Revolução Industrial Inglesa

A Revolução Industrial Inglesa está diretamente ligada ao surgimento de novas tecnologias que melhoraram o rendimento do trabalho em escala produtiva. Os serviços, que antes eram feitos por homens, passaram a ser realizados por máquinas, com o objetivo de ganhar mais rapidez e qualidade.

O principal equipamento desta revolução foi a máquina a vapor, responsável pelo aumento do lucro de empresas e fábricas. Este período foi marcado pelo domínio burguês, que estava envolvido em diversas transações, entre elas agiotagem, venda de escravos e atividades comerciais.

A burguesia também estava envolvida em atividades pouco éticas, como financiamento de ataques piratas, pagamento de salários muito baixos aos empregados, guerras e batalhas.

A atividade comercial foi essencial para a Revolução Industrial, já que a concorrência exigia queda nos preços para o aumento dos lucros. Produtos inovadores, fabricados de maneira mais barata, precisavam de tecnologia. Para isso, houve uma grande preocupação em melhorar as máquinas e ampliar a atividade industrial.

Com o surgimento das novas indústrias, mais modernas, camponeses se instalaram na cidade para conseguir um posto de trabalho. Eles foram chamados de classe dos proletariados.

Ilustração trabalhadores em fabrica antiga


Efeitos da Revolução Industrial Inglesa

Algumas atividades se tornaram muito desvalorizadas com o aperfeiçoamento das máquinas, em especial a classe dos artesãos. Outros valores passaram a ser cultuados no período, tais como:

  • Importância da ciência;
  • Valorização da tecnologia;
  • Busca do progresso;
  • Liberdade individual.

A educação também ganhou novos sentidos, com o estudo técnico e as pesquisas científicas. A Marinha da Inglaterra, a mais ampla do mundo, facilitava o trabalho de exportação dos produtos industrializados.

As ferrovias europeias, principalmente as que ligavam a Inglaterra à França, também aumentaram as exportações no século 19, principalmente no final do século, espalhando as mercadorias para Rússia, Alemanha e Itália.

Trem a vapor, ferrovia antiga, ilustração

Influência na economia e na sociedade

A Revolução Industrial Inglesa influenciou diversas correntes de pensamento da academia.

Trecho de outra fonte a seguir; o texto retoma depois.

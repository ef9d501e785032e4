//! Word and field effects with turn-based durations.
//!
//! Word effects belong to the active word and are wiped when it switches out.
//! Field effects belong to the team and survive switches.

use arrayvec::ArrayVec;

use crate::config::GameConfig;
use crate::word::Stat;

/// How long an effect lasts.
///
/// Ordered by strength: a stronger duration replaces a weaker one when the
/// same effect is applied twice.
#[derive(Clone, Copy, Debug, PartialEq, Eq, Hash, PartialOrd, Ord)]
#[cfg_attr(feature = "serde", derive(serde::Serialize, serde::Deserialize))]
pub enum EffectDuration {
    /// Cleared at the next timer advance (end of the current turn).
    Ephemeral,
    /// Remaining turns; cleared when the counter reaches zero.
    Turns(u8),
    /// Never expires on its own.
    Permanent,
}

/// Per-word status effects.
#[derive(Clone, Copy, Debug, PartialEq, Eq, Hash, strum::Display)]
#[cfg_attr(feature = "serde", derive(serde::Serialize, serde::Deserialize))]
pub enum WordEffect {
    /// Healing has no effect.
    BlockHeal,
    /// Heals 1/8 max HP at the end of each turn.
    AuraHeal,
    /// Loses 1/8 max HP at the end of each turn.
    AuraHurt,
    /// Cannot act.
    Stun,
    /// Takes no damage.
    Protect,
    /// Takes half damage.
    Defend,
    /// Attackers take a quarter of the damage they deal.
    Retaliate,
    /// Damage is redirected to the attacker.
    Reflect,
    /// Technical point charge is doubled.
    DoubleTp,
    /// Cannot switch out.
    NoEscape,
}

impl WordEffect {
    /// Negative effects removed by Cure and Recover.
    pub const CURABLE: [WordEffect; 4] = [
        WordEffect::BlockHeal,
        WordEffect::AuraHurt,
        WordEffect::Stun,
        WordEffect::NoEscape,
    ];
}

/// Team-wide effects.
#[derive(Clone, Copy, Debug, PartialEq, Eq, Hash, strum::Display)]
#[cfg_attr(feature = "serde", derive(serde::Serialize, serde::Deserialize))]
pub enum FieldEffect {
    /// Doubles the active word's Attack.
    Attack,
    /// Doubles the active word's Defend.
    Defend,
    /// Doubles the active word's Speed.
    Speed,
    /// Words switching in lose 1/8 max HP.
    Hazard,
}

impl FieldEffect {
    /// Field effect that doubles `stat`, if any.
    pub const fn doubling(stat: Stat) -> Option<FieldEffect> {
        match stat {
            Stat::Attack => Some(FieldEffect::Attack),
            Stat::Defend => Some(FieldEffect::Defend),
            Stat::Speed => Some(FieldEffect::Speed),
            Stat::MaxHp => None,
        }
    }
}

/// A single effect and its remaining duration.
#[derive(Clone, Copy, Debug, PartialEq, Eq, Hash)]
#[cfg_attr(feature = "serde", derive(serde::Serialize, serde::Deserialize))]
pub struct ActiveEffect<K> {
    pub kind: K,
    pub duration: EffectDuration,
}

/// Fixed-capacity set of effects, at most one entry per kind.
#[derive(Clone, Debug, PartialEq, Eq)]
#[cfg_attr(feature = "serde", derive(serde::Serialize, serde::Deserialize))]
pub struct EffectSet<K, const N: usize> {
    effects: ArrayVec<ActiveEffect<K>, N>,
}

pub type WordEffects = EffectSet<WordEffect, { GameConfig::MAX_WORD_EFFECTS }>;
pub type FieldEffects = EffectSet<FieldEffect, { GameConfig::MAX_FIELD_EFFECTS }>;

impl<K, const N: usize> Default for EffectSet<K, N> {
    fn default() -> Self {
        Self {
            effects: ArrayVec::new(),
        }
    }
}

impl<K: Copy + Eq, const N: usize> EffectSet<K, N> {
    pub fn empty() -> Self {
        Self::default()
    }

    pub fn has(&self, kind: K) -> bool {
        self.effects.iter().any(|e| e.kind == kind)
    }

    pub fn duration(&self, kind: K) -> Option<EffectDuration> {
        self.effects
            .iter()
            .find(|e| e.kind == kind)
            .map(|e| e.duration)
    }

    /// Applies an effect.
    ///
    /// If the effect is already active, keeps the stronger of the two durations.
    /// A zero-turn duration is ignored.
    pub fn add(&mut self, kind: K, duration: EffectDuration) {
        if duration == EffectDuration::Turns(0) {
            return;
        }
        if let Some(existing) = self.effects.iter_mut().find(|e| e.kind == kind) {
            existing.duration = existing.duration.max(duration);
            return;
        }
        // One slot per kind, so N >= number of kinds keeps this from failing.
        let _ = self.effects.try_push(ActiveEffect { kind, duration });
    }

    /// Removes an effect, returning true if it was active.
    pub fn remove(&mut self, kind: K) -> bool {
        let before = self.effects.len();
        self.effects.retain(|e| e.kind != kind);
        self.effects.len() != before
    }

    pub fn clear(&mut self) {
        self.effects.clear();
    }

    /// Ends one turn: ephemeral effects are cleared, timed effects lose a turn
    /// and are cleared at zero. Returns the kinds that expired.
    pub fn advance(&mut self) -> ArrayVec<K, N> {
        let mut expired = ArrayVec::new();
        self.effects.retain(|effect| {
            let keep = match &mut effect.duration {
                EffectDuration::Permanent => true,
                EffectDuration::Ephemeral => false,
                EffectDuration::Turns(turns) => {
                    *turns = turns.saturating_sub(1);
                    *turns > 0
                }
            };
            if !keep {
                expired.push(effect.kind);
            }
            keep
        });
        expired
    }

    pub fn iter(&self) -> impl Iterator<Item = &ActiveEffect<K>> {
        self.effects.iter()
    }

    pub fn len(&self) -> usize {
        self.effects.len()
    }

    pub fn is_empty(&self) -> bool {
        self.effects.is_empty()
    }
}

O intelectual escocês Adam Smith elaborou o livro “A Riqueza das Nações”, onde defendia menor interferência do Estado na economia e maior especialização da mão de obra para atender à demanda industrial.

A sociedade também foi bastante afetada, já que a riqueza ficou muito concentrada na mão da burguesia, enquanto a classe do proletariado poderia encarar jornadas massacrantes, de até 16 horas por dia, e, mesmo assim, vivia em condições miseráveis. Crianças e mulheres também eram forçadas a trabalhar nas fábricas neste novo modelo de sociedade.

Maquinas a vapor


Revoluções

Os trabalhadores indignados com a pobreza e o excesso de trabalho passaram a lutar pelos seus direitos e foram classificados como “Ludistas”, em 1812. Além de serem contrários à substituição de mão de obra humana por máquinas, eles cobravam melhores condições de trabalho. Em suas ações, chegaram a invadir fábricas e quebrar os equipamentos.

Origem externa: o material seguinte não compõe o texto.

//! Deterministic action choice for computer-controlled sides.

use std::cmp::Reverse;

use wordsmith_core::battle::technique_damage;
use wordsmith_core::{BattleAction, BattleEngine, Side, Stat, Technique, WordEffect};

/// Healing techniques in order of preference.
const HEALS: [Technique; 3] = [Technique::Recover, Technique::Heal, Technique::Emergency];

/// Picks an action for `side`.
///
/// A word at a quarter of its HP or less heals if it can. Otherwise it uses
/// the damaging technique with the highest expected damage, ignoring overkill
/// and cheaper on ties. Explosion is scored net of the HP it costs the user.
/// With nothing worth using it defends, which is always affordable.
pub fn choose(engine: &BattleEngine<'_>, side: Side) -> BattleAction {
    let battle = engine.battle();
    let (team, foe) = (battle.team(side), battle.team(side.opponent()));
    let (roster, foe_roster) = (engine.roster(side), engine.roster(side.opponent()));
    let (Ok(word), Ok(target)) = (team.active_word(roster), foe.active_word(foe_roster)) else {
        return BattleAction::defend();
    };
    let legal = |technique: Technique| {
        engine
            .validate(side, &BattleAction::Technique(technique))
            .is_ok()
    };

    let hurt = u64::from(word.current_hp()) * 4 <= u64::from(word.max_hp());
    if hurt && !team.has_word_effect(WordEffect::BlockHeal) {
        if let Some(heal) = HEALS.into_iter().find(|t| word.knows(*t) && legal(*t)) {
            return BattleAction::Technique(heal);
        }
    }

    let attack = team.boosted_stat(roster, Stat::Attack).unwrap_or(1);
    let defend = foe.boosted_stat(foe_roster, Stat::Defend).unwrap_or(1);
    let best = word
        .techniques()
        .iter()
        .copied()
        .chain([Technique::Attack])
        .filter(|t| t.is_damaging() && legal(*t))
        .map(|technique| {
            let dealt = technique_damage(technique.power(), attack, defend, word.level())
                .min(target.current_hp());
            let mut score = i64::from(dealt);
            if technique == Technique::Explosion {
                score -= i64::from(word.current_hp());
            }
            (score, Reverse(technique.cost()), technique)
        })
        .max_by_key(|(score, cost, _)| (*score, *cost));

    match best {
        Some((score, _, technique)) if score > 0 => BattleAction::Technique(technique),
        _ => BattleAction::defend(),
    }
}

#[cfg(test)]
mod tests {
    use super::*;
    use wordsmith_core::{Battle, GameConfig, Team, WordRoster, WordTable, generate};

    fn roster(text: &str, level: u32) -> (WordRoster, Team) {
        let mut table = WordTable::new();
        table.load_lines(["cat"]).unwrap();
        let mut roster = WordRoster::new();
        let handle = roster.insert(generate(text, level, &table).unwrap()).unwrap();
        (roster, Team::new([handle]).unwrap())
    }

    #[test]
    fn prefers_the_strongest_hit() {
        // "rara" knows Smash (120) and Explosion (255); the foe is fragile.
        let (mut users, user_team) = roster("rara", 50);
        let (mut enemies, enemy_team) = roster("cat", 5);
        let mut battle = Battle::new(
            user_team,
            enemy_team,
            &users,
            &enemies,
            &GameConfig::default(),
        )
        .unwrap();
        let engine = BattleEngine::new(&mut battle, &mut users, &mut enemies);

        // Every hit is overkill, so the cheapest one wins and Explosion loses.
        assert_eq!(choose(&engine, Side::Users), BattleAction::attack());
    }

    #[test]
    fn defends_without_technical_points() {
        let config = GameConfig {
            starting_technical_points: 0,
            ..GameConfig::default()
        };
        let (mut users, user_team) = roster("cat", 20);
        let (mut enemies, enemy_team) = roster("dog", 20);
        let mut battle = Battle::new(user_team, enemy_team, &users, &enemies, &config).unwrap();
        let engine = BattleEngine::new(&mut battle, &mut users, &mut enemies);

        assert_eq!(choose(&engine, Side::Users), BattleAction::defend());
        assert_eq!(choose(&engine, Side::Enemies), BattleAction::defend());
    }

    #[test]
    fn heals_when_low() {
        // "hah" learns Emergency from its second codon.
        let (mut users, user_team) = roster("hah", 30);
        let word = users.word_mut(user_team.active()).unwrap();
        assert!(word.knows(Technique::Emergency));
        let max_hp = i64::from(word.max_hp());
        word.change_current_hp(1 - max_hp);

        let (mut enemies, enemy_team) = roster("cat", 30);
        let mut battle = Battle::new(
            user_team,
            enemy_team,
            &users,
            &enemies,
            &GameConfig::default(),
        )
        .unwrap();
        let engine = BattleEngine::new(&mut battle, &mut users, &mut enemies);

        assert_eq!(
            choose(&engine, Side::Users),
            BattleAction::Technique(Technique::Emergency)
        );
    }
}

Logo veio o “Cartismo”, um movimento social do proletariado que queria ter direito à participação política por meio do voto. Um ato marcante foi a “Carta do Povo”, enviada ao parlamento. Logo depois, em 1867, os homens da Inglaterra ganharam direito ao voto.

A Revolução Industrial Inglesa também modificou a estrutura das cidades, que passaram a ter um grande número de pessoas pobres, guetos e cortiços, onde viviam pessoas em péssimas condições de higiene e saneamento básico.

Mesmo com seus aspectos negativos, é importante ressaltar os benefícios conquistados a partir das descobertas da época, como os barcos e outras máquinas que operavam a vapor, além das máquinas fotográficas e do telégrafo.